今日は余る想定でかなり多くの量を買ってきたこともあって、3人ともお腹いっぱいになったらしい。思ったよりも残っていなくて驚いたものだ。中華料理はそれぞれ味が違って本当においしいからなあ。
「中国はとっても大きい国で4000年もの歴史のある国だから、いろんな料理が開発されているんだよ」
「4000年もか。俺の世界だと一番歴史のある帝国でも数百年だったはずだぜ」
「……他の国にもそれぞれ長い歴史がある。道理でケンタの世界はいろいろと進んでいる」
中国最古の王朝が成立してからすでに4000年以上が経過していると考えると凄いよなあ。
リリスはソファに座りながら、今日新調したばかりの新しいタブレットで早速調べていた。ヴィオラに壊されてしまったが、最新のタブレットになり、タッチペンや横に立てられるケースなどのアクセサリーも購入してきたので、結果的にはパワーアップしている。

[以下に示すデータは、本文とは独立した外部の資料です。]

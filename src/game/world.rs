// World: owned entity registry and the per-tick update

use glam::{IVec2, Vec2};
use log::debug;

use super::attack::AttackEvent;
use super::entity::{Entity, EntityId};

/// Player intent for one tick, derived from input
#[derive(Debug, Clone, Copy, Default, PartialEq, Eq)]
pub struct Controls {
    /// Movement direction, each component in {-1, 0, 1}
    pub direction: IVec2,
    /// True only on the tick the attack input went down
    pub attack_pressed: bool,
}

/// All live entities, updated in insertion order
#[derive(Debug, Default)]
pub struct World {
    entities: Vec<Entity>,
    player: Option<EntityId>,
    /// When set, a finished attack also drops the attack pose
    release_attack_pose: bool,
}

impl World {
    pub fn new() -> Self {
        Self::default()
    }

    pub fn set_release_attack_pose(&mut self, release: bool) {
        self.release_attack_pose = release;
    }

    /// Add an entity to the end of the registry
    pub fn spawn(&mut self, entity: Entity) -> EntityId {
        let id = EntityId(self.entities.len());
        self.entities.push(entity);
        id
    }

    /// Add the player-controlled entity
    pub fn spawn_player(&mut self, entity: Entity) -> EntityId {
        let id = self.spawn(entity);
        self.player = Some(id);
        id
    }

    pub fn player(&self) -> Option<&Entity> {
        self.player.and_then(|id| self.entity(id))
    }

    pub fn entity(&self, id: EntityId) -> Option<&Entity> {
        self.entities.get(id.0)
    }

    pub fn entities(&self) -> &[Entity] {
        &self.entities
    }

    pub fn len(&self) -> usize {
        self.entities.len()
    }

    /// Run one fixed tick. `now_ms` is the game clock used for attack cooldowns.
    pub fn tick(&mut self, controls: &Controls, now_ms: u64) {
        for index in 0..self.entities.len() {
            let is_player = self.player.map(|id| id.0) == Some(index);

            // Chasers follow wherever the player is right now, which already includes
            // this tick's move when the player was spawned first
            let target = self.player_position();

            let release_attack_pose = self.release_attack_pose;
            let entity = &mut self.entities[index];

            if is_player {
                Self::drive_player(entity, controls, now_ms, release_attack_pose);
            }

            if let (Some(chase), Some(target)) = (entity.chase.as_mut(), target) {
                if !is_player {
                    let was_chasing = chase.is_chasing();
                    entity.velocity = chase.steer(entity.bounds.position(), target);
                    if was_chasing != chase.is_chasing() {
                        debug!(
                            "Entity {} {} chase",
                            index,
                            if was_chasing { "stopped" } else { "started" }
                        );
                    }
                }
            }

            entity.integrate();
            entity.animate();
        }
    }

    fn drive_player(
        entity: &mut Entity,
        controls: &Controls,
        now_ms: u64,
        release_attack_pose: bool,
    ) {
        entity.velocity = controls.direction;

        let Some(attack) = entity.attack.as_mut() else {
            return;
        };

        match attack.update(controls.attack_pressed, now_ms) {
            Some(AttackEvent::Started) => {
                debug!(
                    "Player attack started at {} ms, locked for {} ms",
                    now_ms,
                    attack.cooldown_ms()
                );
                if let Some(animation) = entity.animation_mut() {
                    animation.reset_frame();
                }
            }
            Some(AttackEvent::Finished) => {
                if let Some(animation) = entity.animation_mut() {
                    animation.reset_frame();
                    if release_attack_pose {
                        animation.pose = animation.pose.to_locomotion();
                    }
                }
                debug!(
                    "Player attack finished at {} ms, pose {:?}",
                    now_ms,
                    entity.animation().map(|a| a.pose)
                );
            }
            None => {}
        }

        if entity.is_attacking() {
            entity.velocity = IVec2::ZERO;
        }
    }

    /// Position of the player, if one was spawned
    pub fn player_position(&self) -> Option<Vec2> {
        self.player().map(Entity::position)
    }
}

#[cfg(test)]
mod tests {
    use super::*;
    use crate::core::Rect;
    use crate::game::attack::AttackState;
    use crate::game::chase::ChaseBehavior;
    use crate::game::entity::{ImageId, SheetId};
    use crate::game::pose::{Direction, Pose};
    use approx::assert_relative_eq;

    fn player(x: f32, y: f32, screen: Vec2) -> Entity {
        Entity::character(Rect::new(x, y, 100.0, 100.0), SheetId(0), 2.0).clamped_to(screen)
    }

    fn walk(direction: IVec2) -> Controls {
        Controls {
            direction,
            attack_pressed: false,
        }
    }

    fn attack() -> Controls {
        Controls {
            direction: IVec2::ZERO,
            attack_pressed: true,
        }
    }

    fn pose_of(world: &World, id: EntityId) -> Pose {
        world
            .entity(id)
            .and_then(Entity::animation)
            .map(|a| a.pose)
            .unwrap_or_default()
    }

    #[test]
    fn test_new_world_is_empty() {
        let world = World::new();
        assert_eq!(world.len(), 0);
        assert!(world.player().is_none());
    }

    #[test]
    fn test_spawn_preserves_order() {
        let mut world = World::new();
        let a = world.spawn(Entity::prop(Rect::new(0.0, 0.0, 1.0, 1.0), ImageId(0)));
        let b = world.spawn_player(player(0.0, 0.0, Vec2::splat(500.0)));
        assert_eq!(a.0, 0);
        assert_eq!(b.0, 1);
        assert_eq!(world.player(), world.entity(b));
        assert_eq!(world.len(), 2);
    }

    #[test]
    fn test_player_moves_with_controls() {
        let mut world = World::new();
        let id = world.spawn_player(player(250.0, 250.0, Vec2::splat(500.0)));

        world.tick(&walk(IVec2::new(1, -1)), 0);
        let pos = world.player_position().unwrap_or_default();
        assert_relative_eq!(pos.x, 252.0);
        assert_relative_eq!(pos.y, 248.0);
        assert_eq!(pose_of(&world, id), Pose::Locomotion(Direction::UpHorizontal));
    }

    #[test]
    fn test_player_clamped_for_any_input() {
        let screen = Vec2::new(500.0, 500.0);
        let mut world = World::new();
        world.spawn_player(player(250.0, 250.0, screen));

        let directions = [
            IVec2::new(-1, -1),
            IVec2::new(1, 1),
            IVec2::new(1, -1),
            IVec2::new(-1, 1),
            IVec2::new(0, 1),
        ];

        for direction in directions {
            for tick in 0..200 {
                world.tick(&walk(direction), tick);
                let pos = world.player_position().unwrap_or_default();
                assert!(pos.x >= 0.0 && pos.x <= screen.x - 100.0);
                assert!(pos.y >= 0.0 && pos.y <= screen.y - 100.0);
            }
        }
    }

    #[test]
    fn test_props_update_in_registry() {
        let mut world = World::new();
        let mut drifting = Entity::prop(Rect::new(5.0, 5.0, 10.0, 10.0), ImageId(0));
        drifting.velocity = IVec2::new(1, 0);
        let prop = world.spawn(drifting);

        world.tick(&Controls::default(), 0);
        world.tick(&Controls::default(), 16);
        assert_eq!(world.entity(prop).map(Entity::position), Some(Vec2::new(7.0, 5.0)));
    }

    #[test]
    fn test_attack_locks_movement() {
        let mut world = World::new();
        let id = world.spawn_player(
            player(250.0, 250.0, Vec2::splat(500.0)).with_attack(AttackState::default()),
        );

        world.tick(&walk(IVec2::new(1, 0)), 0);
        world.tick(&attack(), 16);

        assert!(world.entity(id).is_some_and(Entity::is_attacking));
        assert_eq!(pose_of(&world, id), Pose::Attack(Direction::Horizontal));

        // Holding a direction does not move an attacking player
        let before = world.player_position();
        world.tick(&walk(IVec2::new(1, 0)), 32);
        assert_eq!(world.player_position(), before);
        assert_eq!(world.entity(id).map(|e| e.velocity), Some(IVec2::ZERO));
    }

    #[test]
    fn test_attack_start_resets_frame() {
        let mut world = World::new();
        let id = world.spawn_player(
            player(250.0, 250.0, Vec2::splat(500.0)).with_attack(AttackState::default()),
        );

        for tick in 0..6 {
            world.tick(&walk(IVec2::new(0, 1)), tick * 16);
        }
        assert_eq!(world.entity(id).and_then(Entity::animation).map(|a| a.frame), Some(1));

        world.tick(&attack(), 100);
        assert_eq!(world.entity(id).and_then(Entity::animation).map(|a| a.frame), Some(0));
    }

    #[test]
    fn test_attack_window() {
        let mut world = World::new();
        let id = world.spawn_player(
            player(250.0, 250.0, Vec2::splat(500.0)).with_attack(AttackState::default()),
        );

        world.tick(&attack(), 1_000);
        world.tick(&walk(IVec2::new(1, 0)), 1_299);
        assert!(world.entity(id).is_some_and(Entity::is_attacking));

        world.tick(&walk(IVec2::new(1, 0)), 1_300);
        assert!(!world.entity(id).is_some_and(Entity::is_attacking));
        // Free to move on the tick the lock ends
        assert_relative_eq!(world.player_position().unwrap_or_default().x, 252.0);
    }

    #[test]
    fn test_attack_pose_lingers_when_idle() {
        let mut world = World::new();
        let id = world.spawn_player(
            player(250.0, 250.0, Vec2::splat(500.0)).with_attack(AttackState::default()),
        );

        world.tick(&attack(), 0);
        let mut now = 0;
        while world.entity(id).is_some_and(Entity::is_attacking) {
            now += 16;
            world.tick(&Controls::default(), now);
        }

        assert_eq!(pose_of(&world, id), Pose::Attack(Direction::Down));
        world.tick(&Controls::default(), now + 16);
        assert_eq!(pose_of(&world, id), Pose::Attack(Direction::Down));

        world.tick(&walk(IVec2::new(0, -1)), now + 32);
        assert_eq!(pose_of(&world, id), Pose::Locomotion(Direction::Up));
    }

    #[test]
    fn test_release_attack_pose_option() {
        let mut world = World::new();
        world.set_release_attack_pose(true);
        let id = world.spawn_player(
            player(250.0, 250.0, Vec2::splat(500.0)).with_attack(AttackState::default()),
        );

        world.tick(&attack(), 0);
        world.tick(&Controls::default(), 300);
        assert_eq!(pose_of(&world, id), Pose::Locomotion(Direction::Down));
    }

    fn chase_world(enemy_x: f32, radius: f32) -> (World, EntityId) {
        let mut world = World::new();
        world.spawn_player(Entity::character(Rect::new(0.0, 0.0, 10.0, 10.0), SheetId(0), 2.0));
        let enemy = world.spawn(
            Entity::character(Rect::new(enemy_x, 0.0, 10.0, 10.0), SheetId(1), 2.0)
                .with_chase(ChaseBehavior::new(radius)),
        );
        (world, enemy)
    }

    #[test]
    fn test_enemy_chases_at_radius() {
        let (mut world, enemy) = chase_world(100.0, 100.0);
        world.tick(&Controls::default(), 0);

        let entity = world.entity(enemy);
        assert_eq!(entity.map(|e| e.velocity), Some(IVec2::new(-1, 0)));
        assert_eq!(entity.map(Entity::position), Some(Vec2::new(98.0, 0.0)));
    }

    #[test]
    fn test_enemy_ignores_player_beyond_radius() {
        let (mut world, enemy) = chase_world(101.0, 100.0);
        world.tick(&Controls::default(), 0);

        let entity = world.entity(enemy);
        assert_eq!(entity.map(|e| e.velocity), Some(IVec2::ZERO));
        assert_eq!(entity.map(Entity::position), Some(Vec2::new(101.0, 0.0)));
    }

    #[test]
    fn test_enemy_sees_players_updated_position() {
        // Player steps into range on this tick; the enemy reacts in the same tick
        let mut world = World::new();
        world.spawn_player(Entity::character(Rect::new(0.0, 0.0, 10.0, 10.0), SheetId(0), 2.0));
        let enemy = world.spawn(
            Entity::character(Rect::new(102.0, 0.0, 10.0, 10.0), SheetId(1), 2.0)
                .with_chase(ChaseBehavior::new(100.0)),
        );

        world.tick(&walk(IVec2::new(1, 0)), 0);
        assert_eq!(world.entity(enemy).map(|e| e.velocity), Some(IVec2::new(-1, 0)));
    }

    #[test]
    fn test_enemy_animates_while_chasing() {
        let (mut world, enemy) = chase_world(50.0, 100.0);
        world.tick(&Controls::default(), 0);

        let animation = world.entity(enemy).and_then(Entity::animation).copied();
        let animation = animation.unwrap_or_default();
        assert!(animation.flip_horizontal);
        assert_eq!(animation.pose, Pose::Locomotion(Direction::Horizontal));
    }
}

「飯もそうだが、機械ってやつや車もすごかったな。あんなに速え乗り物が何百台も走ってんだからすげえよ。あの信号ってやつがなけりゃあ、事故が起こりまくっているだろうな」
「他にもバイクや自転車、最近は電動キックボードなんかもあるから気を付けないといけないね。犬や猫なんかの動物も結構事故に遭っているらしいよ」
「キュウ!?」
街中はいろいろと危ない。今日はほとんど車で移動したけれど、街中を歩く時は気を付けなければならない。特にハリーはヴィオラの認識力を低下させる状態でいる時は気を付けないと。やはり街中ではキャリーバッグに入っていてもらった方が安心できそうだ。